These devices thus establish connections with the transmitting device 102, so that they may send data to and receive data from or via the transmitting device 102. For instance, such a client device may when turned on send a beacon signal looking for a transmitting device 102. In response, the transmitting device 102 may provide the client device with a network address, such that the client device is now connected to the wireless network and to the transmitting device 102. Once the client device is so connected, it is able to wirelessly transmit data to and wirelessly receive data from the transmitting device 102, and other devices on the wireless network.

By comparison, the receiving device 104 is not a client device that actually connects to the transmitting device 102 or the general-purpose wireless network in question. The receiving device 104, for instance, may have no wireless transmission capability, and thus may only be able to receive wireless signals sent over the wireless network. As such, the receiving device 104 is not actually connected to the general-purpose wireless network, nor to the transmitting device 102. When the transmitting device 102 broadcasts a time signal, for instance, as will be described, it does not know that the receiving device 104 has received the time signal, and in fact has no knowledge of the receiving device 104. By comparison, the transmitting device 102 has knowledge of and is aware of client devices to which it is connected.

In another embodiment, the general-purpose wireless network may be a mobile phone network, such as a cellular phone network. Other types of mobile phone networks include a global system for mobile communication (GSM) network, a code division multiple access (CDMA) network, and a time division multiple access (TDMA) network. Still other types of mobile phone networks include an evolution data-optimized (EVDO) network, a third generation (3G) network, an enhanced data rates for GSM evolution (EDGE) network, an enhanced general packet radio service (EGPRS) network.

In such an embodiment, the transmitting device 102 may be a mobile phone network tower device that is commonly found throughout the United States. The transmitting device 102 in such instance communicates with other devices, such as client devices like mobile phone devices, mobile personal digital assistant (PDA) devices, and laptop computers having mobile phone device cards. The transmitting device 102 may enable these devices to connect to the Internet, an intranet, an extranet, or another type of network.
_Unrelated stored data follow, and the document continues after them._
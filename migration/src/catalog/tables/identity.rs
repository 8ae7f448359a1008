//! 用户、角色与权限

use crate::catalog::ColumnType::*;
use crate::catalog::DefaultValue::*;
use crate::catalog::{Check, IndexSchema, TableSchema, col, enums, id};

pub(super) fn tables() -> Vec<TableSchema> {
    vec![users(), roles(), permissions(), user_roles(), role_permissions()]
}

fn users() -> TableSchema {
    TableSchema::define("User", "users")
        .underscored()
        .paranoid()
        .comment("用户表")
        .with_column(id())
        .with_column(col("username", String(50)).not_null().unique())
        .with_column(col("password", String(255)).not_null())
        .with_column(col("email", String(100)).unique().check(Check::Email))
        .with_column(col("realName", String(50)))
        .with_column(col("phone", String(20)))
        .with_column(col("avatar", String(255)))
        .with_column(
            col("role", Enum(enums::USER_ROLE))
                .not_null()
                .default(Str("parent")),
        )
        .with_column(
            col("status", Enum(enums::USER_STATUS))
                .not_null()
                .default(Str("active")),
        )
        .with_column(col("lastLoginAt", DateTime))
        .index(IndexSchema::on(&["role"]))
        .index(IndexSchema::on(&["status"]))
}

fn roles() -> TableSchema {
    TableSchema::define("Role", "roles")
        .underscored()
        .paranoid()
        .comment("角色表")
        .with_column(id())
        .with_column(col("name", String(50)).not_null())
        .with_column(col("code", String(50)).not_null().unique())
        .with_column(col("description", String(255)))
        .with_column(
            col("status", IntEnum(enums::SWITCH))
                .not_null()
                .default(Int(1)),
        )
        .with_column(col("isSystem", Boolean).not_null().default(Bool(false)))
}

fn permissions() -> TableSchema {
    TableSchema::define("Permission", "permissions")
        .underscored()
        .paranoid()
        .sort_by("sort")
        .comment("权限表")
        .with_column(id())
        .with_column(col("name", String(50)).not_null())
        .with_column(col("chineseName", String(50)))
        .with_column(col("code", String(100)).not_null().unique())
        .with_column(
            col("type", Enum(enums::PERMISSION_TYPE))
                .not_null()
                .default(Str("menu")),
        )
        .with_column(col("parentId", Integer).comment("父级权限"))
        .with_column(col("path", String(255)))
        .with_column(col("component", String(255)))
        .with_column(col("icon", String(50)))
        .with_column(col("sort", Integer).not_null().default(Int(0)))
        .with_column(
            col("status", IntEnum(enums::SWITCH))
                .not_null()
                .default(Int(1)),
        )
        .with_column(col("isHidden", Boolean).not_null().default(Bool(false)))
        .index(IndexSchema::on(&["parentId"]))
}

fn user_roles() -> TableSchema {
    TableSchema::define("UserRole", "user_roles")
        .underscored()
        .comment("用户角色关联表")
        .with_column(id())
        .with_column(col("userId", Integer).not_null())
        .with_column(col("roleId", Integer).not_null())
        .with_column(col("isPrimary", Boolean).not_null().default(Bool(false)))
        .with_column(col("startTime", Date))
        .with_column(col("endTime", Date))
        .with_column(col("grantorId", Integer).comment("授权人"))
        .index(IndexSchema::on(&["userId", "roleId"]).unique())
        .index(IndexSchema::on(&["roleId"]))
}

fn role_permissions() -> TableSchema {
    TableSchema::define("RolePermission", "role_permissions")
        .underscored()
        .comment("角色权限关联表")
        .with_column(id())
        .with_column(col("roleId", Integer).not_null())
        .with_column(col("permissionId", Integer).not_null())
        .with_column(col("grantorId", Integer))
        .with_column(col("isInherit", Boolean).not_null().default(Bool(false)))
        .index(IndexSchema::on(&["roleId", "permissionId"]).unique())
        .index(IndexSchema::on(&["permissionId"]))
}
These devices establish connections with the transmitting device 102, so that they may send data to and receive data from or via the transmitting device 102. For instance, such a client device may when turned on send or receive a beacon signal looking for a transmitting device 102. In response, the transmitting device 102 may provide the client device with an address, such that the client device is now connected to the mobile phone network and to the transmitting device 102. Once the client device is so connected, it is able to wirelessly transmit data to and wirelessly receive data from the transmitting device 102, such as phone calls.

In this embodiment as well, the receiving device 104 is not a client device that actually connects to the transmitting device 102 or the general-purpose network in question. The receiving device 104 may have no wireless transmission capability, and may only be able to receive wireless signals sent over the wireless network. As such, the receiving device 104 is not actually connected to the general purpose wireless network, nor to the transmitting device 102. When the transmitting device 102 broadcasts a time signal, for instance, as will be described, it does not know that the receiving device 104 has received the time signal, and has no knowledge of the receiving device 104 more generally. By comparison, the transmitting device 102 has knowledge of and is aware of client devices to which it is connected.

The transmitting device 102 receives a time signal (106). The time signal represents the correct time for a given time zone, which may or may not be the time zone in which the transmitting device 102 is located. The time signal may be received by the transmitting device 102 over a wired or wireless network, including the general-purpose network to which the transmitting device 102 is connected. The time signal may be received by the transmitting device 102 in response to the device 102 sending a request for the current time to a network time protocol (NTP) server, as can be appreciated by those of ordinary skill within the art. The transmitting device 102 may even receive the time signal from the atomic clock located in Boulder, Colo., as has been described in the background section.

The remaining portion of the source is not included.